= Task description =
Each line holding the string "DecErr" is to be copied from the data.

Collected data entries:
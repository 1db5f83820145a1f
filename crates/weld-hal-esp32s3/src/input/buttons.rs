use embedded_hal::digital::InputPin;

use weld_core::input::{
    InputEvents, InputSource,
    buttons::{ButtonLevels, TwoButtonDecoder},
};

#[derive(Debug, Clone, Copy)]
pub struct ButtonConfig {
    active_high: bool,
    debounce_polls: u8,
}

impl Default for ButtonConfig {
    fn default() -> Self {
        Self {
            active_high: true,
            debounce_polls: 5,
        }
    }
}

impl ButtonConfig {
    /// `true` when a pressed button reads HIGH (external pull-downs).
    pub const fn with_active_high(mut self, active_high: bool) -> Self {
        self.active_high = active_high;
        self
    }

    /// Consecutive equal polls needed before a button level is trusted.
    pub const fn with_debounce_polls(mut self, debounce_polls: u8) -> Self {
        self.debounce_polls = debounce_polls;
        self
    }
}

#[derive(Debug)]
pub enum ButtonInputError<IncErr, DecErr, FireErr> {
    Increment(IncErr),
    Decrement(DecErr),
    Fire(FireErr),
}

/// Add/subtract/fire push-button panel. Levels are sampled raw each poll;
/// debouncing and edge detection happen in [`TwoButtonDecoder`].
#[derive(Debug)]
pub struct ButtonInput<INC, DEC, FIRE> {
    increment: INC,
    decrement: DEC,
    fire: FIRE,
    config: ButtonConfig,
    decoder: TwoButtonDecoder,
}

impl<INC, DEC, FIRE> ButtonInput<INC, DEC, FIRE>
where
    INC: InputPin,
    DEC: InputPin,
    FIRE: InputPin,
{
    pub const fn new(increment: INC, decrement: DEC, fire: FIRE, config: ButtonConfig) -> Self {
        Self {
            increment,
            decrement,
            fire,
            config,
            decoder: TwoButtonDecoder::new(config.debounce_polls),
        }
    }

    fn pressed(&self, level_high: bool) -> bool {
        level_high == self.config.active_high
    }
}

impl<INC, DEC, FIRE> InputSource for ButtonInput<INC, DEC, FIRE>
where
    INC: InputPin,
    DEC: InputPin,
    FIRE: InputPin,
{
    type Error = ButtonInputError<INC::Error, DEC::Error, FIRE::Error>;

    fn poll(&mut self, _now_ms: u64) -> Result<InputEvents, Self::Error> {
        let increment_high = self
            .increment
            .is_high()
            .map_err(ButtonInputError::Increment)?;
        let decrement_high = self
            .decrement
            .is_high()
            .map_err(ButtonInputError::Decrement)?;
        let fire_high = self.fire.is_high().map_err(ButtonInputError::Fire)?;

        let levels = ButtonLevels {
            increment: self.pressed(increment_high),
            decrement: self.pressed(decrement_high),
            fire: self.pressed(fire_high),
        };
        Ok(self.decoder.decode(levels))
    }
}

= Your response =
pub enum ButtonInputError<IncErr, DecErr, FireErr> {
    Decrement(DecErr),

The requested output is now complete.